X. laevis embryos were fertilized in vitro in 1/10× modified Barth’s solution (MBS; 88 mM NaCl, 1 mM KCl, 2.4 mM NaHCO3, 0.82 mM MgSO4, 0.33 mM Ca[NO3]2, 0.41 mM CaCl2, 10 mM Hepes [+NaOH], 1% streptomycin, and 1% penicillin, pH 7.4). Fertilized embryos were dejellied with 2% cysteine in 1/10× MBS with the pH adjusted to 8. Embryos were cultured in 1/10× MBS in a 15°C incubator. Developing embryos were staged according to the Normal Table of Xenopus Development by Nieuwkoop and Faber (1967). Embryos were injected in 3% Ficoll in the equatorial region of dorsal blastomeres at 4-cell stage using pulled glass needles and a Nanoject II micro-injector (Drummond Scientific Company). Injected embryos were kept in 3% Ficoll for an hour to prevent cytoplasm loss and allow for healing. Embryos were then transferred to 1/10× MBS and left to develop at 15°C until gastrula stages.

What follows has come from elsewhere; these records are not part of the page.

use voxel_core::{Actuator, Blackboard, KnowledgeBase, Observation};

/// Everything a leaf may look at or drive during one tick of one agent.
///
/// Built fresh by the runner for every frame; the observation is immutable for the whole tick.
pub struct AgentContext<'a> {
    pub agent: &'a str,
    pub observation: &'a Observation,
    pub knowledge: &'a dyn KnowledgeBase,
    pub blackboard: &'a Blackboard,
    pub actuator: &'a mut dyn Actuator,
}

impl<'a> AgentContext<'a> {
    pub fn new(
        agent: &'a str,
        observation: &'a Observation,
        knowledge: &'a dyn KnowledgeBase,
        blackboard: &'a Blackboard,
        actuator: &'a mut dyn Actuator,
    ) -> Self {
        Self {
            agent,
            observation,
            knowledge,
            blackboard,
            actuator,
        }
    }
}
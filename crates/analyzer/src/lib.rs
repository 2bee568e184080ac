//! Resume review core: turns an uploaded resume file into normalized plain
//! text and a deterministic rubric score with actionable feedback.
//!
//! Two components run in sequence per upload. The extractor
//! ([`extraction`]) converts a file payload (bytes plus declared name)
//! into trimmed text tagged with its detected format; the scorer
//! ([`scoring`]) maps that text to a structured 0-100 score. Neither
//! retains state across calls, so concurrent analyses of different files
//! are independent.
//!
//! The crate is a library only: the upload surface, rendering, and any
//! job-listing views live with the consumer.

pub mod errors;
pub mod extraction;
pub mod scoring;

use serde::Serialize;

pub use errors::AnalyzeError;
pub use extraction::{
    extract, extract_with_cancel, validate, ExtractedDocument, FileType, UploadedFile,
};
pub use scoring::{analyze_resume, ResumeScore, ScoreBreakdown, Subscore};

/// Everything produced by one analysis run: the extracted document plus
/// its score. The caller renders or caches it; the crate keeps nothing.
#[derive(Debug, Clone, Serialize)]
pub struct ResumeAnalysis {
    pub document: ExtractedDocument,
    pub score: ResumeScore,
}

/// Full pipeline for one upload: validate, extract, score.
///
/// Any error is terminal for this attempt; the caller should let the user
/// pick a new file rather than retrying automatically.
pub async fn analyze(file: UploadedFile) -> Result<ResumeAnalysis, AnalyzeError> {
    extraction::validate(&file)?;
    let document = extraction::extract(file).await?;
    let score = scoring::analyze_resume(&document.text);
    Ok(ResumeAnalysis { document, score })
}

Embryo bisections and lip explants

To check for effects on gastrulation, embryos at stage 10.5 were fixed with 4% formaldehyde for 2 h before midsagittal bisection along the dorsal–ventral axis using razor blades. Dorsal lip explants were excised from stage 10 embryos and kept in 1× MBS to develop. Intact embryos from the same batch were used as a reference for staging. Explants at stage 10.5 were fixed with 4% formaldehyde for an hour before bisecting along the dorsal–ventral axis. Bisected embryos and explants were placed with the cut surface down in a dish and imaged using an inverted Zeiss Axiovert 200 M microscope.

Preparation of substrata

Glass-bottom tissue culture dishes and glass coverslips were coated with 1 mg/ml BSA (1%) for 5 min to prevent attachment of cells. For experiments on FN, dishes were coated with bovine plasma FN (Sigma-Aldrich) at 200 ng/ml for 30 min and saturated with 1% BSA in 1× MBS for 5 min.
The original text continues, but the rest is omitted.